[EXTRACTED DATA]:
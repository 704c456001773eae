use boardplay::{
    config::BestChildCriteria,
    policy::{HeuristicPolicy, UCB1Policy},
    ConnectFour, GameError, GameState, Heuristic, MCTS, MCTSConfig, MCTSPlayer, Minimax,
    MinimaxConfig, NodeId, Player, SearchTree, SelectionPolicy, TicTacToe,
};
use rand::SeedableRng;
use rand_chacha::ChaCha8Rng;
use std::time::Duration;

fn config(iterations: usize, seed: u64) -> MCTSConfig {
    MCTSConfig::default()
        .with_max_iterations(iterations)
        .with_seed(seed)
}

/// (move, visits) for every root child, in expansion order
fn root_visits<S: GameState + 'static>(mcts: &MCTS<S>) -> Vec<(Option<S::Move>, u64)> {
    mcts.root_children()
        .into_iter()
        .map(|(state, visits, _)| (state.previous_move(), visits))
        .collect()
}

#[test]
fn test_same_seed_same_search() {
    let state = TicTacToe::from_key("ttt:3:O:.../.X./...").unwrap();

    let mut first = MCTS::new(state.clone(), config(500, 7));
    let mut second = MCTS::new(state, config(500, 7));

    assert_eq!(first.search().unwrap(), second.search().unwrap());
    assert_eq!(root_visits(&first), root_visits(&second));
    assert_eq!(first.tree().len(), second.tree().len());
}

#[test]
fn test_injected_rng_matches_seeded_config() {
    let state = ConnectFour::new();

    let mut seeded = MCTS::new(state.clone(), config(300, 5));
    let mut injected = MCTS::with_rng(
        state,
        MCTSConfig::default().with_max_iterations(300),
        ChaCha8Rng::seed_from_u64(5),
    );

    assert_eq!(seeded.search().unwrap(), injected.search().unwrap());
    assert_eq!(root_visits(&seeded), root_visits(&injected));
}

#[test]
fn test_finds_immediate_win() {
    let state = TicTacToe::from_key("ttt:3:X:XO./.X./O..").unwrap();
    let mut mcts = MCTS::new(state, config(2000, 1));
    let chosen = mcts.search().unwrap();
    assert_eq!(chosen.previous_move(), Some(8));
}

#[test]
fn test_finds_connect_four_win() {
    let mut state = ConnectFour::new();
    for mv in [0, 0, 1, 1, 2, 2] {
        state.make_move(&mv).unwrap();
    }

    let mut mcts = MCTS::new(state, config(1000, 2));
    let chosen = mcts.search().unwrap();
    assert_eq!(chosen.previous_move(), Some(3));
}

#[test]
fn test_converges_to_minimax_choice() {
    // Only blocking the top row avoids a loss, and it also forks
    let state = TicTacToe::from_key("ttt:3:X:OO./.X./..X").unwrap();
    let optimal = Minimax::new(MinimaxConfig::default().with_depth(7))
        .choose_move(&state)
        .unwrap();

    for seed in 0..3 {
        for budget in [1000, 3000, 6000] {
            let mut mcts = MCTS::new(state.clone(), config(budget, seed));
            assert_eq!(
                mcts.search().unwrap(),
                optimal,
                "seed {} budget {}",
                seed,
                budget
            );
        }
    }
}

#[test]
fn test_terminal_root_is_an_error() {
    let finished = TicTacToe::from_key("ttt:3:X:OX./OX./O.X").unwrap();
    let mut mcts = MCTS::new(finished, config(100, 0));
    assert!(matches!(
        mcts.search(),
        Err(GameError::TerminalState { .. })
    ));
}

#[test]
fn test_zero_budget_is_rejected() {
    let mut mcts = MCTS::new(TicTacToe::new(), config(0, 0));
    assert!(matches!(
        mcts.search(),
        Err(GameError::InvalidConfiguration(_))
    ));
}

#[test]
fn test_visit_counts_are_consistent() {
    let iterations = 800;
    let mut mcts = MCTS::new(TicTacToe::new(), config(iterations, 3));
    mcts.search().unwrap();

    let tree = mcts.tree();
    let root = tree.get(tree.root());
    assert_eq!(root.visits(), iterations as u64);

    let child_visits: u64 = root.children.iter().map(|&id| tree.get(id).visits()).sum();
    assert_eq!(child_visits, root.visits());

    for index in 1..tree.len() {
        let node = tree.get(NodeId(index as u32));
        if node.state.is_terminal() {
            assert!(node.is_leaf());
            continue;
        }
        let below: u64 = node.children.iter().map(|&id| tree.get(id).visits()).sum();
        assert_eq!(node.visits(), below + 1, "node {}", index);
        assert_eq!(node.mover, tree.get(node.parent.unwrap()).state.to_move());
    }

    let statistics = mcts.get_statistics();
    assert_eq!(statistics.iterations, iterations);
    assert_eq!(statistics.tree_size, tree.len());
    assert!(statistics.max_depth >= 2);
    assert!(!statistics.stopped_early);
}

#[test]
fn test_children_expand_in_enumeration_order() {
    let state = TicTacToe::new();
    let mut mcts = MCTS::new(state.clone(), config(9, 0));
    mcts.search().unwrap();

    let expanded: Vec<_> = mcts
        .root_children()
        .into_iter()
        .map(|(child, visits, _)| {
            assert_eq!(visits, 1);
            child
        })
        .collect();
    assert_eq!(expanded, state.legal_moves());
}

#[test]
fn test_move_distribution_sums_to_one() {
    let mut mcts = MCTS::new(TicTacToe::new(), config(400, 4));
    mcts.search().unwrap();

    let distribution = mcts.move_distribution();
    assert_eq!(distribution.len(), 9);
    let total: f64 = distribution.iter().map(|(_, p)| p).sum();
    assert!((total - 1.0).abs() < 1e-9);

    let mut player = MCTSPlayer::new(config(400, 4));
    let weights = player.move_distribution(&TicTacToe::new()).unwrap();
    assert_eq!(weights, distribution);
}

#[test]
fn test_highest_value_criterion() {
    let state = TicTacToe::from_key("ttt:3:X:XO./.X./O..").unwrap();
    let config = config(2000, 9).with_best_child_criteria(BestChildCriteria::HighestValue);
    let mut mcts = MCTS::new(state, config);
    let chosen = mcts.search().unwrap();

    let children = mcts.root_children();
    let best_value = children
        .iter()
        .map(|(_, _, value)| *value)
        .fold(f64::NEG_INFINITY, f64::max);
    let first_best = children
        .iter()
        .find(|(_, _, value)| *value == best_value)
        .map(|(state, _, _)| state.clone());
    assert_eq!(Some(chosen), first_best);
    assert_eq!(best_value, 1.0);
}

#[test]
fn test_heuristic_playouts() {
    let state = TicTacToe::from_key("ttt:3:X:XO./.X./O..").unwrap();
    let mut mcts = MCTS::new(state, config(1000, 6))
        .with_simulation_policy(HeuristicPolicy::new(Heuristic::OpenLines));
    let chosen = mcts.search().unwrap();
    assert_eq!(chosen.previous_move(), Some(8));
}

#[test]
fn test_time_limited_search() {
    let config = MCTSConfig::default()
        .with_max_iterations(10_000_000)
        .with_max_time(Duration::from_millis(50))
        .with_seed(0);
    let mut mcts = MCTS::new(ConnectFour::new(), config);
    mcts.search().unwrap();

    let statistics = mcts.get_statistics();
    assert!(statistics.stopped_early);
    assert!(statistics.iterations > 0);
    assert!(statistics.iterations < 10_000_000);
    assert!(statistics.total_time >= Duration::from_millis(50));
    assert!(statistics.total_time < Duration::from_secs(5));
}

#[test]
fn test_spent_time_limit_still_returns_a_move() {
    let state = TicTacToe::new();
    let config = config(1000, 0).with_max_time(Duration::ZERO);
    let mut mcts = MCTS::new(state.clone(), config);

    let chosen = mcts.search().unwrap();
    assert_eq!(chosen, state.legal_moves()[0]);

    let statistics = mcts.get_statistics();
    assert_eq!(statistics.iterations, 1);
    assert!(statistics.stopped_early);
}

#[test]
fn test_zero_iterations_argument_is_rejected() {
    let mut mcts = MCTS::new(TicTacToe::new(), config(100, 0));
    assert!(matches!(
        mcts.search_for_iterations(0),
        Err(GameError::InvalidConfiguration(_))
    ));
}

#[test]
fn test_search_for_time_restores_config() {
    let mut mcts = MCTS::new(ConnectFour::new(), config(10_000_000, 0));
    mcts.search_for_time(Duration::from_millis(20)).unwrap();
    assert!(mcts.get_statistics().stopped_early);

    // Without the time bound the next search runs its full budget
    mcts.search_for_iterations(50).unwrap();
    assert_eq!(mcts.get_statistics().iterations, 50);
    assert!(!mcts.get_statistics().stopped_early);
}

#[test]
fn test_reset_root_searches_new_position() {
    let mut mcts = MCTS::new(TicTacToe::new(), config(200, 8));
    mcts.search().unwrap();

    let next = TicTacToe::from_key("ttt:3:X:XO./.X./O..").unwrap();
    mcts.reset_root(next.clone());
    mcts.search().unwrap();
    assert_eq!(mcts.tree().get(mcts.tree().root()).state, next);
    assert_eq!(mcts.root_children().len(), 5);
}

#[test]
fn test_tree_visualization() {
    let mut mcts = MCTS::new(TicTacToe::new(), config(100, 2));
    mcts.search().unwrap();

    let text = mcts.visualize_tree();
    let mut lines = text.lines();
    assert_eq!(
        lines.next().map(|line| line.starts_with("Root (visits: 100")),
        Some(true)
    );
    assert!(text.contains("  0 (visits: "));
    assert_eq!(text.lines().count(), mcts.tree().len());
}

#[test]
fn test_ucb1_prefers_first_on_ties() {
    let mut tree = SearchTree::new(TicTacToe::new());
    assert!(!tree.is_empty());
    assert_eq!(tree.len(), 1);
    let root = tree.root();
    let first = tree.expand(root).unwrap();
    let second = tree.expand(root).unwrap();

    let policy = UCB1Policy::default();
    assert_eq!(policy.select_child(&tree, root), Some(first));

    for id in [root, first, second] {
        tree.get(id).increment_visits();
    }
    tree.get(first).add_reward(0.5);
    tree.get(second).add_reward(0.5);
    assert_eq!(policy.select_child(&tree, root), Some(first));

    tree.get(second).add_reward(0.25);
    assert_eq!(policy.select_child(&tree, root), Some(second));
}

[DIRECTIONS]:
For each line above that carries the word "Duration", copy it out.

[TASK SOLUTION]:
use std::time::Duration;
        .with_max_time(Duration::from_millis(50))
    assert!(statistics.total_time >= Duration::from_millis(50));
    assert!(statistics.total_time < Duration::from_secs(5));
    let config = config(1000, 0).with_max_time(Duration::ZERO);
    mcts.search_for_time(Duration::from_millis(20)).unwrap();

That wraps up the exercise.